The true meaning of the provision emerges from the authorities just cited.  A person commits a robbery or an assault with intent in company, where that person participates in the robbery or assault, together with others, in the sense that the victim is confronted by the combined force or strength of two or more persons or that the forces of two or more persons are deployed against the victim.  It is not necessary that more than one participant actually strike or rob the victim.  It is sufficient that the accused and or more other participants be physically present for the common purpose of robbing or assaulting with intent and – physically participating if required.

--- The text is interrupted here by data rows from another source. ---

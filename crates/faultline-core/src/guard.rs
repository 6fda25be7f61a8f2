//! Panic isolation for collaborator calls.

use std::any::Any;
use std::panic::{AssertUnwindSafe, catch_unwind};

/// Extract a readable message from a panic payload.
pub fn panic_message(payload: &(dyn Any + Send)) -> String {
    if let Some(s) = payload.downcast_ref::<&str>() {
        s.to_string()
    } else if let Some(s) = payload.downcast_ref::<String>() {
        s.clone()
    } else {
        "unknown panic".to_string()
    }
}

/// Run `f`, converting a panic into `Err` with the panic message.
pub fn catch_panic<T>(f: impl FnOnce() -> T) -> Result<T, String> {
    catch_unwind(AssertUnwindSafe(f)).map_err(|payload| panic_message(payload.as_ref()))
}

#[cfg(test)]
mod tests {
    use super::*;

    #[test]
    fn test_catch_panic() {
        assert_eq!(catch_panic(|| 7), Ok(7));
        assert_eq!(catch_panic(|| -> i32 { panic!("boom") }), Err("boom".to_string()));
        let n = 3;
        assert_eq!(
            catch_panic(|| -> i32 { panic!("code {}", n) }),
            Err("code 3".to_string())
        );
    }
}
impl<'a> CaptureRequest<'a> {
    /// Start a request for `kind`.
    pub fn new(kind: EventKind) -> Self {
        Self {
            kind,
            fault: None,
            template: None,
            args: Vec::new(),
            enrich: None,
        }
    }

    /// Attach a fault.
    pub fn fault(mut self, fault: impl Into<Fault>) -> Self {
        self.fault = Some(fault.into());
        self
    }

    /// Attach a typed error and its causes.
    pub fn error<E: StdError + 'static>(mut self, error: &E) -> Self {
        self.fault = Some(Fault::from_error(error));
        self
    }

    /// Set the message template. `{0}`, `{1}`, ... refer to the arguments.
    pub fn message(mut self, template: impl Into<String>) -> Self {
        self.template = Some(template.into());
        self
    }

    /// Append a message argument.
    pub fn arg(mut self, value: impl Into<FieldValue>) -> Self {
        self.args.push(value.into());
        self
    }

    /// Append several message arguments.
    pub fn args<I, V>(mut self, values: I) -> Self
    where
        I: IntoIterator<Item = V>,
        V: Into<FieldValue>,
    {
        self.args.extend(values.into_iter().map(Into::into));
        self
    }

    /// Add facts to the record before it is delivered.
    pub fn enrich<F>(mut self, enrich: F) -> Self
    where
        F: FnOnce(&mut CategorizedRecord) -> anyhow::Result<()> + 'a,
    {
        self.enrich = Some(Box::new(enrich));
        self
    }

    /// The requested kind.
    pub fn kind(&self) -> EventKind {
        self.kind
    }
}

impl std::fmt::Debug for CaptureRequest<'_> {
    fn fmt(&self, f: &mut std::fmt::Formatter<'_>) -> std::fmt::Result {
        f.debug_struct("CaptureRequest")
            .field("kind", &self.kind)
            .field("fault", &self.fault)
            .field("template", &self.template)
            .field("args", &self.args)
            .field("has_enrich", &self.enrich.is_some())
            .finish()
    }
}

/// Builds categorized records and delivers them to sinks.
pub struct Logger {
    config: CaptureConfig,
    signatures: SignatureComputer,
    flattener: ExceptionFlattener,
    environment: EnvironmentCollector,
    host: HostCollector,
    frames: Arc<dyn FrameSource>,
    host_provider: Option<Arc<dyn HostContextProvider>>,
    accept: Option<Arc<AcceptPredicate>>,
    crash_handler: Option<Arc<CrashHandler>>,
    mail: Option<MailSink>,
    extensions: ExtensionRegistry,
}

Her Honour referred to the observations of Kirby J in R v Button (2009) NSWCCA 159:

What emerges from these cases? A number of propositions can be stated:

First, the statutory definition (s61J(2)(c)) requires that the offender be “in the company of another person or persons”. Secondly, the accused and such person, or persons, must share a common purpose (either to rob, or as here, sexually assault). Thirdly, the cases appear to assume that each participant is physically present. Fourthly, participation in the common purpose without being physically present (for example, as a look-out or as an accessory before the fact) is not enough.  Fifthly, the perspective of the victim (being confronted by the combined force or strength or two or more persons) is relevant, although not determinative. If two or more persons are present, and share the same purpose, they will be “in company”, even if the victim was unaware of the other person.

Her Honour was satisfied beyond reasonable doubt that Mr Mendelow was in company with Mr Ntaras when the latter assaulted the victim and therefore was responsible not only for his own assault, but also for Mr Ntaras’ assault on the victim.

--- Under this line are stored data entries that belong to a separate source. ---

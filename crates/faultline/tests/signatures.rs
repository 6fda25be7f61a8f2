//! Signature behaviour against real stack walks.

use faultline::prelude::*;
use faultline_capture::CALL_STACK_CATEGORY;

fn logger() -> SharedLogger {
    Faultline::builder().build().unwrap()
}

fn capture_in_checkout(logger: &Logger) -> CategorizedRecord {
    logger.error("checkout failed").unwrap()
}

fn capture_in_refund(logger: &Logger) -> CategorizedRecord {
    logger.error("refund failed").unwrap()
}

fn signature(record: &CategorizedRecord) -> String {
    record.signature().unwrap().to_string()
}

#[test]
fn same_call_site_gives_same_signature() {
    let logger = logger();
    let signatures: Vec<String> = (0..3)
        .map(|_| signature(&capture_in_checkout(&logger)))
        .collect();

    assert!(!signatures[0].is_empty());
    assert!(signatures.iter().all(|s| *s == signatures[0]));
}

#[test]
fn different_call_site_gives_different_signature() {
    let logger = logger();
    let checkout = signature(&capture_in_checkout(&logger));
    let refund = signature(&capture_in_refund(&logger));
    assert_ne!(checkout, refund);
}

#[test]
fn signature_is_lowercase_hex() {
    let record = capture_in_checkout(&logger());
    let sig = signature(&record);
    assert!(sig.len() <= 8);
    assert!(sig.chars().all(|c| c.is_ascii_hexdigit() && !c.is_ascii_uppercase()));
}

#[test]
fn call_stack_starts_at_caller() {
    let record = capture_in_checkout(&logger());
    let top = record
        .get(CALL_STACK_CATEGORY, "0")
        .and_then(|v| v.as_str())
        .unwrap()
        .to_string();
    assert!(top.contains("capture_in_checkout"), "{}", top);
    assert!(!top.starts_with("faultline_capture::"), "{}", top);
}

#[test]
fn file_paths_included_when_configured() {
    let logger = Faultline::builder()
        .with_file_paths_in_stack(true)
        .build()
        .unwrap();
    let record = capture_in_checkout(&logger);
    let top = record.get(CALL_STACK_CATEGORY, "0").and_then(|v| v.as_str()).unwrap();
    assert!(top.contains(" @ "), "{}", top);
    assert!(top.contains("signatures.rs"), "{}", top);
}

Her Honour was not satisfied beyond reasonable doubt that all of what Mr Ntaras did was attributable to his wanting retribution for the victim assault on Mr Fenukitau, although she was satisfied beyond reasonable doubt it commenced for that reason.  She was satisfied that the reason for the prolonged nature of the attack by Mr Ntaras upon the victim was the extreme irritation he and Mr Mendelow felt towards the victim for his temerity and talking back to his attackers.  In circumstances where the victim had assaulted one their colleagues.

 Her Honour accepted that though Mr Mendelow’s crime was a very serious one, it was not in the worst category.

Her Honour was satisfied that the victim had suffered substantial harm.

Her Honour in dealing with Mr Mendelow’s subjective case noted that he had no prior criminal history and had a good work history and in particular excellent reputation as a security guard.  There was no pattern of anti-social conduct according to Dr Olav Neilssen.

Greg Walsh submitted that the offence was not planned or organised and there was no likelihood of any re-offending and his prospects of rehabilitation were good and he was remorseful.

Her Honour footnoted the sentence imposed by Berman DCJ upon Mr Hendra who had pleaded not guilty to assault occasioning actual bodily harm in company, but guilty of common assault after trial.  Mr Hendra was sentenced for kicking the victim to the stomach or chest whilst the victim was sitting on the stool.  Mr Hendra had given evidence in his trial that he had been acting in self defence.  His Honour was satisfied beyond reasonable doubt that if the victim had spat blood it was only in response to one of the security guards spitting at him.  Mr Hendra was found His Honour not only to lack remorse but that “his attitude towards his criminality” is remarkable, as he saw himself the victim in the matter.

His Honour imposed a sentence of 18 months imprisonment with a non-parole period of nine (9) months.

Mr Mendelow was convicted and sentenced to a term of imprisonment comprising a non-parole period 12 months and a total sentence of 24 months.

Mr Ntaras was convicted and sentenced to a non-parole period of 14 months and total sentence of 27 months.

Mr Fenukitau was convicted and was assessed for an Intensive Correction Order and subsequently sentenced on that basis.